Переоблучениям подвергались все: и заключенные, и штатные работники, и крупные начальники. По свидетельству одного из первых врачей комбината, А. К. Гуськовой, в музее Челябинска-40 хранится фотопленочная кассета И. В. Курчатова «с дозой одноразового облучения 42 р»[161]. Доза в 100 рентген уже может послужить причиной лучевой болезни.
Загрязненность всей территории вокруг радиохимического комбината была столь высока, что все, даже земляные работы в этой зоне были опасными. По свидетельству Гуськовой, «в 1951 году нам вместе с Г. Д. Байсоголовым довелось лечить в лагерном бараке 13 облучившихся заключенных, в том числе трех с тяжелыми проявлениями острой лучевой болезни, у одного завершившейся смертельным исходом. Эти люди пострадали при прокладке траншеи возле здания радиохимического завода. Основным действующим фактором было внешнее гамма-бета-излучение от загрязненной нуклидами почвы»[162].
В период пуска и первых недель работы реактора было множество небольших аварий и проблем, устранение которых заведомо означало получение смертельных доз облучения[163]. Очень большое число случаев переоблучения персонала происходило и на радиохимическом заводе по выделению плутония. По официальным данным, «за период становления производства плутония на комбинате профессиональное лучевое заболевание диагностировано у 2 089 работников»[164]. Немалое число случаев переоблучения работников этого комбината конкретизируется по их причинам в недавней статье Владислава Ларина[165]. Однако какая-либо статистика относительно радиационных проблем не у штатного персонала, а у заключенных и военных строителей отсутствует. Заключенные не получали индивидуальных дозиметров, и нормативного контроля за суммарными дозами облучения в этом случае просто не было. Также не было дозиметрического контроля среди жителей деревень вдоль реки Теча, в которую сбрасывались жидкие отходы радиохимического производства. Население за пределами огороженной промышленной зоны Челябинска-40 не имело представления о характере его деятельности. Лишь после начала массовых заболеваний лучевой болезнью жителей близлежащих деревень эта проблема обратила на себя внимание. Как констатируют недавние официальные отчеты, «из-за загрязнения реки Теча и прибрежной территории радиационному воздействию подверглись 124 тысячи человек, проживающих в пойме реки на территории Челябинской и Курганской областей. Большие дозы облучения (до 170 бэр) получили 28 тысяч человек. Зарегистрировано 935 случаев заболеваний лучевой болезнью. Отселено около 8 тысяч жителей из 21 населенного пункта»[166].

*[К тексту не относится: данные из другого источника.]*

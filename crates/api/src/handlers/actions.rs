//! Public status-filtered action listing.
//!
//! Serves the dashboard's "Completed / In Progress / Not Started" lists.
//! There is no approval filter on the rows themselves; progress text is
//! blanked by the bilingual resolver when the Action is not approved.

use axum::extract::{Path, Query, State};
use axum::Json;
use serde::Serialize;
use tracker_core::action_status::ActionStatus;
use tracker_core::language::{resolve_update, BilingualText, Language};
use tracker_core::pagination::{parse_page_param, Page, DEFAULT_PAGE_SIZE};
use tracker_core::types::DbId;
use tracker_db::models::action::ActionWithObjective;
use tracker_db::repositories::ActionRepo;

use crate::error::AppResult;
use crate::query::ActionListParams;
use crate::state::AppState;

// ---------------------------------------------------------------------------
// Response types
// ---------------------------------------------------------------------------

/// One Action with every text field resolved for the requested language.
#[derive(Debug, Serialize)]
pub struct ActionListItem {
    pub id: DbId,
    pub title: String,
    pub small_description: String,
    pub description: String,
    /// Localized status label.
    pub status: &'static str,
    pub objective_title: String,
    /// Empty string when the progress text is not approved.
    pub update: String,
}

impl ActionListItem {
    fn resolve(row: &ActionWithObjective, language: Language) -> Self {
        let a = &row.action;
        Self {
            id: a.id,
            title: a.title.clone(),
            small_description: BilingualText::new(
                &a.small_description,
                a.small_description_ga.as_deref(),
            )
            .resolve(language)
            .to_string(),
            description: BilingualText::new(&a.description, a.description_ga.as_deref())
                .resolve(language)
                .to_string(),
            status: a.status().label(language),
            objective_title: BilingualText::new(
                &row.objective_title,
                row.objective_title_ga.as_deref(),
            )
            .resolve(language)
            .to_string(),
            update: resolve_update(
                &a.update_text,
                a.update_text_ga.as_deref(),
                language,
                a.is_approved,
                a.is_ga_approved,
            )
            .to_string(),
        }
    }
}

/// A page of Actions in one status.
#[derive(Debug, Serialize)]
pub struct ActionListResponse {
    /// Localized list heading; empty for an unknown status.
    pub status_title: String,
    pub actions: Vec<ActionListItem>,
    pub count: i64,
    pub current_page: i64,
    pub total_pages: i64,
    pub has_next: bool,
    pub has_previous: bool,
}

impl ActionListResponse {
    fn empty() -> Self {
        let page = Page::resolve(1, 0, DEFAULT_PAGE_SIZE);
        Self {
            status_title: String::new(),
            actions: Vec::new(),
            count: 0,
            current_page: page.number,
            total_pages: page.total_pages,
            has_next: page.has_next(),
            has_previous: page.has_previous(),
        }
    }
}

// ---------------------------------------------------------------------------
// Handlers
// ---------------------------------------------------------------------------

/// GET /api/v1/actions?status=&theme_id=&page=&lang=
pub async fn list_actions(
    State(state): State<AppState>,
    Query(params): Query<ActionListParams>,
) -> AppResult<Json<ActionListResponse>> {
    let token = params.status.clone().unwrap_or_default();
    list_in_status(&state, &token, &params).await.map(Json)
}

/// GET /api/v1/actions/filter/{status}?theme_id=&page=&lang=
pub async fn list_actions_by_status(
    State(state): State<AppState>,
    Path(status): Path<String>,
    Query(params): Query<ActionListParams>,
) -> AppResult<Json<ActionListResponse>> {
    list_in_status(&state, &status, &params).await.map(Json)
}

async fn list_in_status(
    state: &AppState,
    token: &str,
    params: &ActionListParams,
) -> AppResult<ActionListResponse> {
    let language = params.language();
    let theme_id = params.theme_id()?;

    let Some(status) = ActionStatus::parse_token(token) else {
        tracing::debug!(status = token, "Unknown listing status, returning empty page");
        return Ok(ActionListResponse::empty());
    };

    let count = ActionRepo::count_by_status(&state.pool, status, theme_id).await?;
    let page = Page::resolve(
        parse_page_param(params.page.as_deref()),
        count,
        DEFAULT_PAGE_SIZE,
    );
    let rows = ActionRepo::list_by_status_page(
        &state.pool,
        status,
        theme_id,
        page.limit(),
        page.offset(),
    )
    .await?;

    Ok(ActionListResponse {
        status_title: status.list_title(language).to_string(),
        actions: rows
            .iter()
            .map(|row| ActionListItem::resolve(row, language))
            .collect(),
        count: page.count,
        current_page: page.number,
        total_pages: page.total_pages,
        has_next: page.has_next(),
        has_previous: page.has_previous(),
    })
}
//! Shared response envelope for the editorial API.
//!
//! Admin endpoints wrap payloads as `{ "data": ... }`. The public dashboard
//! endpoints return their documented flat shapes instead.

use serde::Serialize;

/// Standard `{ "data": T }` response envelope.
#[derive(Debug, Serialize)]
pub struct DataResponse<T: Serialize> {
    pub data: T,
}
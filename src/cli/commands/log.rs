use crate::cli::commands::open_pool;
use crate::cli::parser::Commands;
use crate::config::Config;
use crate::core::log::LogLogic;
use crate::errors::AppResult;

pub fn handle(cmd: &Commands, cfg: &Config) -> AppResult<()> {
    if matches!(cmd, Commands::Log { print: true }) {
        let mut pool = open_pool(cfg)?;
        LogLogic::print_log(&mut pool)?;
    }

    Ok(())
}
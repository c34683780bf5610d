//! ANSI colours for the sessions table and the worked-time clock.

pub const RESET: &str = "\x1b[0m";

pub const GREY: &str = "\x1b[90m";
pub const RED: &str = "\x1b[31m";
pub const GREEN: &str = "\x1b[32m";
pub const YELLOW: &str = "\x1b[33m";

fn is_empty_value(value: &str) -> bool {
    let v = value.trim();
    v.is_empty() || v == "--:--" || v == "-" || v == "00:00:00"
}

/// Missing values (`--:--`, `-`, zero durations) are greyed out, the rest
/// is returned unchanged.
pub fn colorize_optional(value: &str) -> String {
    if is_empty_value(value) {
        format!("{GREY}{value}{RESET}")
    } else {
        value.to_string()
    }
}

/// Start times in green, end times in red.
pub fn colorize_in_out(value: &str, is_in: bool) -> String {
    if is_empty_value(value) {
        return format!("{GREY}{value}{RESET}");
    }

    if is_in {
        format!("{GREEN}{value}{RESET}")
    } else {
        format!("{RED}{value}{RESET}")
    }
}

/// Green while a session is running, red otherwise (matches the check-in /
/// check-out button colours).
pub fn color_for_running(running: bool) -> &'static str {
    if running { GREEN } else { RED }
}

Это отселение производилось, однако, только в 1955 году. Сверхсекретность объекта, считавшаяся приоритетом в 1948–1953 годах, вела к тому, что все эти десятки тысяч жителей деревень в пойме реки Теча продолжали использовать речную воду для бытовых целей: питья, скота, полива огородов и т. п. Здоровье местного населения приносилось в жертву секретности.